Occupy Our Homes takes the Occupy movement's general critique of inequality -- something often expressed in abstract charts and tables -- and makes the issue concrete.

Since most of the original Occupy encampments were evicted by wintertime, the question now is, what's next for activists? One of the most popular suggestions is "Occupy Our Homes," a campaign in which occupiers around the country would do actions at foreclosed houses or at bailed-out banks that are throwing people out of their homes. A  national day of action on December 6 focused on this approach and featured home occupations or solidarity marches in 25 cities, including New York and Chicago.


Occupy Our Homes has three particularly good instincts.

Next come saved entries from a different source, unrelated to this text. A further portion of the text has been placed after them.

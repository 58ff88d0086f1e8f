use chrono::Utc;
use clap::{Parser, ValueEnum};
use imgico::{
    DEFAULT_ICON_SIZES, IcoOptions, RasterImage, SvgOptions, decode, ico, ico_from_image,
    svg_from_image,
};
use std::fs;
use std::path::{Path, PathBuf};
use std::process;

#[derive(Debug, Clone, Copy, PartialEq, Eq, ValueEnum)]
enum Format {
    Ico,
    Svg,
}

impl Format {
    fn extension(&self) -> &'static str {
        match self {
            Format::Ico => "ico",
            Format::Svg => "svg",
        }
    }
}

#[derive(Parser)]
#[command(name = "imgico", about = "Convert images to ICO or SVG")]
struct Cli {
    /// Input image (PNG, JPEG, GIF, BMP or WebP)
    input: PathBuf,

    /// Output format
    #[arg(short, long, value_enum, default_value_t = Format::Ico)]
    format: Format,

    /// Comma-separated output sizes, each between 1 and 256
    #[arg(short, long, value_delimiter = ',', default_values_t = DEFAULT_ICON_SIZES)]
    sizes: Vec<u32>,

    /// Output directory (default: imgico-<UTC timestamp>)
    #[arg(short, long)]
    out_dir: Option<PathBuf>,

    /// Also write icon.ico holding every size (ico format only)
    #[arg(long)]
    bundle: bool,
}

fn default_out_dir() -> PathBuf {
    let timestamp = Utc::now().format("%Y-%m-%dT%H-%M-%S-%3fZ");
    PathBuf::from(format!("imgico-{}", timestamp))
}

fn convert_ico(image: &RasterImage, sizes: &[u32]) -> imgico::Result<Vec<u8>> {
    ico_from_image(
        image,
        &IcoOptions {
            sizes: sizes.to_vec(),
        },
    )
}

fn convert_svg(image: &RasterImage, size: u32) -> imgico::Result<Vec<u8>> {
    svg_from_image(
        image,
        &SvgOptions {
            size,
            ..SvgOptions::default()
        },
    )
}

fn write_output(path: &Path, data: &[u8]) {
    if let Err(e) = fs::write(path, data) {
        eprintln!("Error writing output file '{}': {}", path.display(), e);
        process::exit(4);
    }
    log::info!("wrote {} ({} bytes)", path.display(), data.len());
}

fn main() {
    env_logger::Builder::from_env(env_logger::Env::default().default_filter_or("info")).init();

    let cli = match Cli::try_parse() {
        Ok(cli) => cli,
        Err(e) if e.use_stderr() => {
            let _ = e.print();
            process::exit(1);
        }
        // --help and --version
        Err(e) => e.exit(),
    };

    let input_data = match fs::read(&cli.input) {
        Ok(data) => data,
        Err(e) => {
            eprintln!("Error reading input file '{}': {}", cli.input.display(), e);
            process::exit(2);
        }
    };

    let image = match decode(&input_data) {
        Ok(image) => image,
        Err(e) => {
            eprintln!("Error converting '{}': {}", cli.input.display(), e);
            process::exit(3);
        }
    };

    // Render everything before touching the filesystem
    let mut outputs = Vec::with_capacity(cli.sizes.len() + 1);
    for &size in &cli.sizes {
        let name = format!("{}.{}", size, cli.format.extension());
        let converted = match cli.format {
            Format::Ico => convert_ico(&image, &[size]),
            Format::Svg => convert_svg(&image, size),
        };
        match converted {
            Ok(data) => outputs.push((name, data)),
            Err(e) => {
                eprintln!("Error converting '{}': {}", cli.input.display(), e);
                process::exit(3);
            }
        }
    }

    if cli.bundle && cli.format == Format::Svg {
        log::warn!("--bundle only applies to ico output, ignoring");
    }

    if cli.bundle && cli.format == Format::Ico {
        match convert_ico(&image, &cli.sizes) {
            Ok(data) => {
                match ico::read_directory(&data) {
                    Ok(entries) => {
                        for entry in entries {
                            log::debug!(
                                "icon.ico entry {}x{}: {} bytes at offset {}",
                                entry.width,
                                entry.height,
                                entry.payload_size,
                                entry.payload_offset
                            );
                        }
                    }
                    Err(e) => log::warn!("icon.ico directory does not parse back: {}", e),
                }
                outputs.push(("icon.ico".to_string(), data));
            }
            Err(e) => {
                eprintln!("Error converting '{}': {}", cli.input.display(), e);
                process::exit(3);
            }
        }
    }

    let out_dir = cli.out_dir.unwrap_or_else(default_out_dir);
    if let Err(e) = fs::create_dir_all(&out_dir) {
        eprintln!(
            "Error creating output directory '{}': {}",
            out_dir.display(),
            e
        );
        process::exit(4);
    }

    for (name, data) in &outputs {
        write_output(&out_dir.join(name), data);
    }

    println!(
        "Wrote {} {} files to {}",
        outputs.len(),
        cli.format.extension().to_uppercase(),
        out_dir.display()
    );
}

First, it takes the general critique of inequality that the movement has been voicing - something often expressed in abstract charts and tables - and makes the issue concrete.

Since so many people in America are dealing with insecurity about their homes, the shift to doing foreclosure prevention and anti-eviction actions allows new groups of people  with a clear sense of their own connection to the struggle to engage with the Occupy movement. Social movements at their best are about helping people take their individual troubles and link them to a public problem and shifting the focus from trying to personally cope to taking collective action.

Second, the campaign connects the Occupy movement with organizing that has been going on for years. Community-based groups have been resisting foreclosures and evictions at least since the bursting of the housing bubble in 2008, if not before. Bringing the energy of Occupy to bear affords these campaigns more visibility and helps scale up local struggles, which can see themselves as part of a national movement.

Third, Occupy Our Homes identifies an arena for concrete change. Thus far, Occupy has been successful in creating enough general unrest to keep issues of inequality from being ignored and to shine a spotlight on the real economic problems affecting the majority of Americans. But as the movement progresses, it will benefit from targeting its discontent. Yes, we need to create a crisis in public consciousness, but the movement also needs to be able to drive specific changes. 

As a new frontier for action, Occupy Our Homes raises a variety of difficult questions: How can we make sure that protests at a home or bank are actions that get real results instead of merely momentary occurrences? And how do we scale up so that we are not just addressing the problems of a few homeowners but instead making an impact that can resonate throughout the national economy?

I will be devoting two columns to these pressing questions.

To begin to understand the tactics and prospects of Occupy Our Homes, I spoke with Steve Meacham, organizing coordinator at City Life/Vida Urbana in Boston. City Life is one of the groups that has long been at the forefront of grassroots anti-eviction actions, and I was excited to get Meacham's insights.

First, I asked him about the history of City Life's anti-foreclosure work.

"Our organization was formed in 1973," Meacham said. "We launched our anti-foreclosure, anti-eviction effort about five years ago. It was really focused on fighting displacement more than fighting foreclosure. We discovered that other people were intervening on behalf of homeowners either at the moment they got their loan - advising them on how to be successful first-time homebuyers - or they were intervening at the moment people faced foreclosure. We opened up a third area: We started to intervene after foreclosure, to fight eviction.

"We discovered that for people who are underwater, foreclosure itself isn't such a big deal. They don't really have much equity in the house, so they're not losing that. What they are really losing is their ability to physically stay in their home. They can fight that independent of fighting foreclosure. I think that's especially true in Massachusetts, but it can be true almost anywhere."